> **EXTRACTED INFORMATION**:
▼

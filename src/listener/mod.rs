//! Process-wide change notifications.
//!
//! Anything that mutates an entity on the server (marking chapters read,
//! adding a manga to the library) publishes a [`Change`] here. Every open feed
//! holds its own receiver and reconciles the items it has already displayed.

use tokio::sync::broadcast;

pub const DEFAULT_BUS_CAPACITY: usize = 64;

/// A batch of entities that changed remotely.
#[derive(Debug, Clone, PartialEq, Eq)]
pub enum Change {
    /// These manga ids changed.
    Manga(Vec<i64>),
    /// These chapter ids changed.
    ChapterIds(Vec<i64>),
    /// Chapters under `manga_id` changed. `None` means all of them.
    ChapterIndexes {
        manga_id: i64,
        indexes: Option<Vec<i32>>,
    },
}

impl Change {
    /// A change that cannot match any item.
    pub fn is_empty(&self) -> bool {
        match self {
            Change::Manga(ids) | Change::ChapterIds(ids) => ids.is_empty(),
            Change::ChapterIndexes { indexes, .. } => {
                indexes.as_ref().is_some_and(|indexes| indexes.is_empty())
            }
        }
    }
}

/// Read-only fan-out of [`Change`] batches to every subscribed feed.
#[derive(Debug, Clone)]
pub struct ChangeBus {
    tx: broadcast::Sender<Change>,
}

impl ChangeBus {
    pub fn new() -> Self {
        Self::with_capacity(DEFAULT_BUS_CAPACITY)
    }

    pub fn with_capacity(capacity: usize) -> Self {
        let (tx, _) = broadcast::channel(capacity.max(1));
        Self { tx }
    }

    pub fn subscribe(&self) -> broadcast::Receiver<Change> {
        self.tx.subscribe()
    }

    /// Publish a change. Returns how many feeds received it.
    pub fn publish(&self, change: Change) -> usize {
        if change.is_empty() {
            return 0;
        }
        tracing::debug!("Publishing change: {:?}", change);
        // No subscribers is not an error; nobody is displaying anything.
        self.tx.send(change).unwrap_or(0)
    }

    pub fn manga_changed(&self, ids: Vec<i64>) -> usize {
        self.publish(Change::Manga(ids))
    }

    pub fn chapters_changed(&self, ids: Vec<i64>) -> usize {
        self.publish(Change::ChapterIds(ids))
    }

    pub fn chapter_indexes_changed(&self, manga_id: i64, indexes: Option<Vec<i32>>) -> usize {
        self.publish(Change::ChapterIndexes { manga_id, indexes })
    }

    pub fn subscriber_count(&self) -> usize {
        self.tx.receiver_count()
    }
}

impl Default for ChangeBus {
    fn default() -> Self {
        Self::new()
    }
}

▲

> **PROBLEM TO WORK ON**: Output each record precisely as written.

> **ANSWER TO THIS PROBLEM**:
filename src/listener/mod.rs
//! Process-wide change notifications.
//!
//! Anything that mutates an entity on the server (marking chapters read,
//! adding a manga to the library) publishes a [`Change`] here. Every open feed
//! holds its own receiver and reconciles the items it has already displayed.

use tokio::sync::broadcast;

pub const DEFAULT_BUS_CAPACITY: usize = 64;

/// A batch of entities that changed remotely.
#[derive(Debug, Clone, PartialEq, Eq)]
pub enum Change {
    /// These manga ids changed.
    Manga(Vec<i64>),
    /// These chapter ids changed.
    ChapterIds(Vec<i64>),
    /// Chapters under `manga_id` changed. `None` means all of them.
    ChapterIndexes {
        manga_id: i64,
        indexes: Option<Vec<i32>>,
    },
}

impl Change {
    /// A change that cannot match any item.
    pub fn is_empty(&self) -> bool {
        match self {
            Change::Manga(ids) | Change::ChapterIds(ids) => ids.is_empty(),
            Change::ChapterIndexes { indexes, .. } => {
                indexes.as_ref().is_some_and(|indexes| indexes.is_empty())
            }
        }
    }
}

/// Read-only fan-out of [`Change`] batches to every subscribed feed.
#[derive(Debug, Clone)]
pub struct ChangeBus {
    tx: broadcast::Sender<Change>,
}

impl ChangeBus {
    pub fn new() -> Self {
        Self::with_capacity(DEFAULT_BUS_CAPACITY)
    }

    pub fn with_capacity(capacity: usize) -> Self {
        let (tx, _) = broadcast::channel(capacity.max(1));
        Self { tx }
    }

    pub fn subscribe(&self) -> broadcast::Receiver<Change> {
        self.tx.subscribe()
    }

    /// Publish a change. Returns how many feeds received it.
    pub fn publish(&self, change: Change) -> usize {
        if change.is_empty() {
            return 0;
        }
        tracing::debug!("Publishing change: {:?}", change);
        // No subscribers is not an error; nobody is displaying anything.
        self.tx.send(change).unwrap_or(0)
    }

    pub fn manga_changed(&self, ids: Vec<i64>) -> usize {
        self.publish(Change::Manga(ids))
    }

    pub fn chapters_changed(&self, ids: Vec<i64>) -> usize {
        self.publish(Change::ChapterIds(ids))
    }

    pub fn chapter_indexes_changed(&self, manga_id: i64, indexes: Option<Vec<i32>>) -> usize {
        self.publish(Change::ChapterIndexes { manga_id, indexes })
    }

    pub fn subscriber_count(&self) -> usize {
        self.tx.receiver_count()
    }
}

impl Default for ChangeBus {
    fn default() -> Self {
        Self::new()
    }
}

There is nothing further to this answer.